As with the civil law, understanding business laws in Romania involves a continental historical perspective. We know that the French Commercial Code of 1807 recognized the general partnership company (société générale), the dormant partner company and the joint-stock company with its two forms: the joint-stock and the limited liability joint-stock company. Forms of these companies are taken by the Romanian Commercial Code of 1887 through the Italian 1882 Code that served as a model. Currently, Law 31 / 1990, republished in 2005, is the sole authority in this matter and recognizes five (5) types of companies under the criteria of partners’ liability:
- The General Partnership Company (s.n.c.), with unlimited liability for all partners,
- The Simple Dormant Partner Company (s.c.s.), with unlimited liability for the active partner and limited liability for the sleeping partner,
- The Joint-Stock Company (s.a.), with limited liability for all shareholders
- The Limited Liability Joint-Stock Company (s.c.a.), with limited liability for the dormant shareholders and unlimited for the active shareholders
- The Limited Liability Company (s.r.l.), with limited liability for all partners.

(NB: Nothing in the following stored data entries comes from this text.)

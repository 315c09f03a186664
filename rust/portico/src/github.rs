use async_trait::async_trait;
use serde::Deserialize;
use url::Url;

use crate::{PorticoConfig, PorticoError};

const GITHUB_AUTHORIZE_URL: &str = "https://github.com/login/oauth/authorize";
const GITHUB_TOKEN_URL: &str = "https://github.com/login/oauth/access_token";
const GITHUB_EMAILS_URL: &str = "https://api.github.com/user/emails";

/// Why the OAuth callback could not produce a session.
#[derive(Debug, Clone, PartialEq, Eq)]
pub enum LoginFailure {
    ExchangeFailed,
    EmailUnavailable,
}

impl LoginFailure {
    pub fn message(&self) -> &'static str {
        match self {
            LoginFailure::ExchangeFailed => "OAuth exchange failed",
            LoginFailure::EmailUnavailable => "Failed to get email",
        }
    }
}

#[derive(Debug, Clone, Deserialize, PartialEq, Eq)]
pub struct AccountEmail {
    pub email: String,
    #[serde(default)]
    pub primary: bool,
    #[serde(default)]
    pub verified: bool,
}

/// Picks the address GitHub marks as both primary and verified.
pub fn primary_verified_email(emails: &[AccountEmail]) -> Option<&str> {
    emails
        .iter()
        .find(|email| email.primary && email.verified)
        .map(|email| email.email.as_str())
}

/// The external party that authenticates users.
#[async_trait]
pub trait IdentityProvider: Send + Sync {
    fn authorize_url(&self, state: &str) -> String;

    /// Redeems an authorization code for the user's e-mail addresses.
    async fn account_emails(&self, code: &str) -> Result<Vec<AccountEmail>, LoginFailure>;
}

#[derive(Deserialize)]
struct AccessTokenResponse {
    access_token: String,
}

pub struct GithubProvider {
    client_id: String,
    client_secret: String,
    redirect_uri: String,
    http: reqwest::Client,
}

impl GithubProvider {
    pub fn new(config: &PorticoConfig) -> Result<Self, PorticoError> {
        let http = reqwest::Client::builder()
            .user_agent(concat!("portico/", env!("CARGO_PKG_VERSION")))
            .build()?;

        Ok(GithubProvider {
            client_id: config.github_client_id.clone(),
            client_secret: config.github_client_secret.clone(),
            redirect_uri: config.github_redirect_uri.clone(),
            http,
        })
    }

    async fn exchange(&self, code: &str) -> Result<String, PorticoError> {
        let response = self
            .http
            .post(GITHUB_TOKEN_URL)
            .header(reqwest::header::ACCEPT, "application/json")
            .form(&[
                ("client_id", self.client_id.as_str()),
                ("client_secret", self.client_secret.as_str()),
                ("code", code),
                ("redirect_uri", self.redirect_uri.as_str()),
            ])
            .send()
            .await?
            .error_for_status()?
            .json::<AccessTokenResponse>()
            .await?;

        Ok(response.access_token)
    }

    async fn emails(&self, access_token: &str) -> Result<Vec<AccountEmail>, PorticoError> {
        Ok(self
            .http
            .get(GITHUB_EMAILS_URL)
            .bearer_auth(access_token)
            .header(reqwest::header::ACCEPT, "application/vnd.github+json")
            .send()
            .await?
            .error_for_status()?
            .json::<Vec<AccountEmail>>()
            .await?)
    }
}

#[async_trait]
impl IdentityProvider for GithubProvider {
    fn authorize_url(&self, state: &str) -> String {
        let mut url = match Url::parse(GITHUB_AUTHORIZE_URL) {
            Ok(url) => url,
            Err(_) => return GITHUB_AUTHORIZE_URL.to_string(),
        };

        url.query_pairs_mut()
            .append_pair("client_id", &self.client_id)
            .append_pair("redirect_uri", &self.redirect_uri)
            .append_pair("scope", "user:email")
            .append_pair("state", state);

        url.into()
    }

    async fn account_emails(&self, code: &str) -> Result<Vec<AccountEmail>, LoginFailure> {
        let access_token = self.exchange(code).await.map_err(|error| {
            warn!("GitHub code exchange failed: {}", error);
            LoginFailure::ExchangeFailed
        })?;

        self.emails(&access_token).await.map_err(|error| {
            warn!("GitHub e-mail lookup failed: {}", error);
            LoginFailure::EmailUnavailable
        })
    }
}
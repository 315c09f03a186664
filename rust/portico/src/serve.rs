use std::{path::PathBuf, sync::Arc};

use axum::{
    http::{header, Method},
    routing::{get, post},
    Router,
};
use tokio::net::TcpListener;
use tower_http::{
    cors::{Any, CorsLayer},
    trace::TraceLayer,
};
use utoipa::OpenApi;
use utoipa_swagger_ui::SwaggerUi;

use crate::{
    error::PorticoError,
    openapi::OpenApiDocs,
    routes::{
        github_callback, github_login, ping, secure_route, serve_document, ui_service,
        upload_document, user_info,
    },
    FileDocumentStorage, GithubProvider, IdentityProvider, PorticoConfig, TokenKeys,
};

#[derive(Clone)]
pub struct PorticoState {
    pub config: Arc<PorticoConfig>,
    pub keys: TokenKeys,
    pub identity: Arc<dyn IdentityProvider>,
    pub documents: FileDocumentStorage,
}

impl PorticoState {
    pub async fn from_config(config: PorticoConfig) -> Result<Self, PorticoError> {
        let identity = Arc::new(GithubProvider::new(&config)?);
        let documents = FileDocumentStorage::open(&config.uploads_dir).await?;

        Ok(PorticoState {
            keys: TokenKeys::new(config.jwt_secret.as_bytes()),
            config: Arc::new(config),
            identity,
            documents,
        })
    }
}

pub fn router(state: PorticoState) -> Router {
    let ui_dir: PathBuf = state.config.ui_dir.clone();

    let cors = CorsLayer::new()
        .allow_methods([
            Method::GET,
            Method::POST,
            Method::PUT,
            Method::DELETE,
            Method::OPTIONS,
        ])
        .allow_headers([
            header::AUTHORIZATION,
            header::CONTENT_TYPE,
            header::ACCEPT,
            header::CACHE_CONTROL,
        ])
        .allow_origin(Any);

    Router::new()
        .merge(SwaggerUi::new("/swagger-ui").url("/openapi.json", OpenApiDocs::openapi()))
        .route("/ping", get(ping))
        .route("/swagger.yaml", get(serve_document))
        .route("/auth/github", get(github_login))
        .route("/auth/github/callback", get(github_callback))
        .route("/secure", get(secure_route))
        .route("/user", get(user_info))
        .route("/upload", post(upload_document))
        .fallback_service(ui_service(&ui_dir))
        .with_state(state)
        .layer(cors)
        .layer(TraceLayer::new_for_http())
}

pub async fn serve(listener: TcpListener, config: PorticoConfig) -> Result<(), PorticoError> {
    info!(
        "Serving uploads from {} and the web app from {}",
        config.uploads_dir.display(),
        config.ui_dir.display()
    );

    let state = PorticoState::from_config(config).await?;

    axum::serve(listener, router(state).into_make_service()).await?;

    Ok(())
}
use std::path::PathBuf;

use clap::Parser;

use crate::PorticoError;

/// Every option may also be supplied through the environment (or a `.env`
/// file next to the binary).
#[derive(Parser, Clone, Debug)]
#[command(version, about, long_about = None)]
pub struct PorticoConfig {
    /// Port to listen on
    #[arg(short, long, env = "PORT", default_value_t = 8000)]
    pub port: u16,

    /// GitHub OAuth application client id
    #[arg(long, env = "GITHUB_CLIENT_ID", default_value = "")]
    pub github_client_id: String,

    /// GitHub OAuth application client secret
    #[arg(long, env = "GITHUB_CLIENT_SECRET", default_value = "", hide_env_values = true)]
    pub github_client_secret: String,

    /// Callback URL registered with the GitHub OAuth application
    #[arg(long, env = "GITHUB_REDIRECT_URI", default_value = "")]
    pub github_redirect_uri: String,

    /// Secret used to sign session tokens
    #[arg(long, env = "JWT_SECRET", default_value = "", hide_env_values = true)]
    pub jwt_secret: String,

    /// Only users whose primary e-mail belongs to this domain may log in
    #[arg(long, env = "ALLOWED_DOMAIN", default_value = "")]
    pub allowed_domain: String,

    /// Where the single-page application is served from
    #[arg(long, env = "FRONTEND_URL", default_value = "http://127.0.0.1:3000")]
    pub frontend_url: String,

    /// Directory holding the uploaded API description and its backups
    #[arg(long, env = "UPLOADS_DIR", default_value = "./uploads")]
    pub uploads_dir: PathBuf,

    /// Directory with the built web application, served for unknown paths
    #[arg(long, env = "UI_DIR", default_value = "./rust/portico-web/dist")]
    pub ui_dir: PathBuf,
}

impl PorticoConfig {
    /// Rejects configurations the OAuth handshake cannot work with.
    pub fn validate(&self) -> Result<(), PorticoError> {
        let missing: Vec<&str> = [
            ("GITHUB_CLIENT_ID", &self.github_client_id),
            ("GITHUB_CLIENT_SECRET", &self.github_client_secret),
            ("GITHUB_REDIRECT_URI", &self.github_redirect_uri),
        ]
        .into_iter()
        .filter(|(_, value)| value.trim().is_empty())
        .map(|(name, _)| name)
        .collect();

        if !missing.is_empty() {
            return Err(PorticoError::InvalidConfiguration(format!(
                "Missing required GitHub OAuth settings: {}",
                missing.join(", ")
            )));
        }

        if self.jwt_secret.is_empty() {
            warn!("JWT_SECRET is empty; session tokens are trivially forgeable");
        }

        Ok(())
    }

    /// The frontend URL for a page, with query parameters appended.
    pub fn frontend_page(&self, page: &str, query: &[(&str, &str)]) -> String {
        let mut location = format!("{}/{}", self.frontend_url.trim_end_matches('/'), page);

        if !query.is_empty() {
            let encoded = url::form_urlencoded::Serializer::new(String::new())
                .extend_pairs(query)
                .finish();
            location.push('?');
            location.push_str(&encoded);
        }

        location
    }
}
use leptos::*;
use serde::Serialize;
use wasm_bindgen::prelude::*;

const VIEWER_ELEMENT_ID: &str = "swagger-ui";

#[wasm_bindgen]
extern "C" {
    /// Provided by the Swagger UI bundle that `index.html` loads.
    #[wasm_bindgen(js_name = SwaggerUIBundle, catch)]
    fn swagger_ui_bundle(config: &JsValue) -> Result<JsValue, JsValue>;
}

#[derive(Serialize, Debug, PartialEq)]
pub struct ViewerConfig {
    pub url: String,
    pub dom_id: String,
    #[serde(rename = "deepLinking")]
    pub deep_linking: bool,
}

impl ViewerConfig {
    pub fn new(url: &str) -> Self {
        ViewerConfig {
            url: url.to_string(),
            dom_id: format!("#{}", VIEWER_ELEMENT_ID),
            deep_linking: true,
        }
    }
}

fn render_viewer(url: &str) {
    let config = match serde_wasm_bindgen::to_value(&ViewerConfig::new(url)) {
        Ok(config) => config,
        Err(error) => {
            error!("Could not build the viewer configuration: {}", error);
            return;
        }
    };

    match swagger_ui_bundle(&config) {
        Ok(_) => debug!("Viewer showing {}", url),
        Err(error) => error!("Swagger UI failed to load {}: {:?}", url, error),
    }
}

/// Embeds Swagger UI, rebuilding it whenever `url` changes.
#[component]
pub fn ApiViewer(#[prop(into)] url: Signal<String>) -> impl IntoView {
    create_effect(move |_| render_viewer(&url.get()));

    view! { <div id=VIEWER_ELEMENT_ID class="api-viewer"></div> }
}

#[cfg(all(test, target_arch = "wasm32"))]
pub mod tests {
    use wasm_bindgen_test::*;

    use super::ViewerConfig;

    wasm_bindgen_test_configure!(run_in_browser);

    #[wasm_bindgen_test]
    fn it_points_swagger_ui_at_the_viewer_element() {
        let config = ViewerConfig::new("http://127.0.0.1:8000/swagger.yaml?v=2");
        let value = serde_wasm_bindgen::to_value(&config).unwrap();

        let dom_id = js_sys::Reflect::get(&value, &"dom_id".into()).unwrap();
        assert_eq!(dom_id.as_string().as_deref(), Some("#swagger-ui"));

        let url = js_sys::Reflect::get(&value, &"url".into()).unwrap();
        assert_eq!(url.as_string().as_deref(), Some("http://127.0.0.1:8000/swagger.yaml?v=2"));
    }
}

By far, the most used in practice is the Limited Liability Company. You may either create within these forms a Romanian legal person with local and / or foreign capital, a joint-venture company or choose to establish only a Romanian subsidiary of your parent company.
The first thing that you need to know before you start the activity is related to the administrative formalities for business registration and authorization. Emergency Ordinance 76 / 2001, republished in 2002, institutes a relatively simple and unified procedure for business registration and authorization. The institution that is responsible for this procedure is the Trade Registry, currently under the authority of the Ministry of Justice.
While the registration procedure is an administrative one, it involves knowing your company’s future rights and obligation in the Romanian legal system. Therefore, we recommend that you contact a lawyer. You may mandate the lawyer and entrust him or her with legal consultancy and drafting the bye-laws, firm’s name reservation, the application form and the obtainment of the necessary six avises and authorizations from the Administrative Authorities, the Fire Squads, the Public Health Department, the Veterinaries, the Environmental Department and the Workers’ Protection Inspectorate. In case you choose to establish either a joint-stock or a limited liability company, there is no need to endorse the bye-laws with a notary public. For the other three forms or in case of land contribution to capital, you need to endorse the bye-laws with a notary. Lawyers are authorized to certify the date and contents of your company’s bye-laws. Within 20 days from the application date, you will receive the registration certificate, the Single Registration Code and the annexes with avises and authorizations. We recommend that you maintain contact with your legal consultant for the entire duration of your commercial activities.